Manpower Minister Yassierli attributed the layoff surge to multiple factors, including weaker demand, production cuts, business model shifts and internal corporate problems.
"I have been saying there are many causes of layoffs," Yassierli said as quoted by Kompas, Indonesian national newspaper.
"That's because some industries are experiencing a market downturn, some companies have shifted their business models, and in some cases, there are internal issues, including industrial relations and so on," he said.
Yassierli also revealed plans to begin publishing monthly layoff statistics, similar to how statistics agency releases regular updates on trade and economic growth.
"With regular publication of layoff data, the government and other stakeholders can better anticipate labor market disruptions and proactively work to prevent layoffs or create new job opportunities," he added.
Anwar Sanusi, head of the ministry's planning and development agency, said the sharp rise was due in part to mass layoffs at several companies at the beginning of the year.
Despite the annual increase, he noted a significant improvement in the month-to-month figure, which logged a 65 percent decline from 4,702 workers in May to 1,609 in June.

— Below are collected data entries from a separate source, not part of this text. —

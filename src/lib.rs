//! quill-rs: content indexing and markdown rendering for statically generated blogs
//!
//! Posts are markdown files with YAML front matter. This crate indexes them
//! by category and tag, renders bodies to sanitized HTML on demand and
//! enumerates the routes a static site needs to pre-render.

pub mod commands;
pub mod config;
pub mod content;
pub mod error;
pub mod markdown;
pub mod query;
pub mod sitemap;

use anyhow::Result;
use std::path::{Path, PathBuf};

pub use error::ContentError;
pub use query::{Query, RouteKind};

/// A blog rooted at a directory
#[derive(Clone)]
pub struct Quill {
    /// Site configuration
    pub config: config::SiteConfig,
    /// Base directory
    pub base_dir: PathBuf,
    /// Content directory holding the `.md` posts
    pub source_dir: PathBuf,
    /// Public (output) directory
    pub public_dir: PathBuf,
}

impl Quill {
    /// Open a blog directory, reading `_config.yml` when present
    pub fn new<P: AsRef<Path>>(base_dir: P) -> Result<Self> {
        let base_dir = base_dir.as_ref().to_path_buf();
        let config_path = base_dir.join("_config.yml");

        let config = if config_path.exists() {
            config::SiteConfig::load(&config_path)?
        } else {
            config::SiteConfig::default()
        };

        Ok(Self::with_config(base_dir, config))
    }

    pub fn with_config(base_dir: PathBuf, config: config::SiteConfig) -> Self {
        let source_dir = base_dir.join(&config.source_dir);
        let public_dir = base_dir.join(&config.public_dir);

        Self {
            config,
            base_dir,
            source_dir,
            public_dir,
        }
    }

    pub fn loader(&self) -> content::ContentLoader {
        content::ContentLoader::new(&self.source_dir, &self.config)
    }

    pub fn renderer(&self) -> markdown::MarkdownRenderer {
        markdown::MarkdownRenderer::from_config(&self.config)
    }

    pub fn query(&self) -> Query {
        Query::new(self.loader(), self.renderer())
    }

    pub fn sitemap(&self) -> sitemap::SitemapGenerator {
        sitemap::SitemapGenerator::new(self.config.clone())
    }

    /// Build every output file
    pub fn generate(&self) -> Result<()> {
        commands::generate::run(self)
    }

    /// Clean the public directory
    pub fn clean(&self) -> Result<()> {
        commands::clean::run(self)
    }
}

"There may be factors related to unresolved layoff processes," Sanusi added, saying the ministry was still studying the cause of the monthly drop in June.
Job losses
He also noted that the manufacturing sector recorded the most job losses in the first six months of the year, with 22,671 workers laid off, followed by the wholesale and retail trade sector, and then the mining and quarrying sector.
By region, the most affected by job cuts during the period were Central Java with 10,995 workers, followed by West Java with 9,494 and Banten with 4,267.
The three provinces, which are home to a dense concentration of factories and industrial zones, are among the country's key industrial centers.
West Java alone accounts for around 60 percent of the national manufacturing output. In Central Java, the manufacturing sector makes up a significant share of the provincial GDP, while Banten benefits from a cluster of heavy industries as well as Merak Port in Cilegon.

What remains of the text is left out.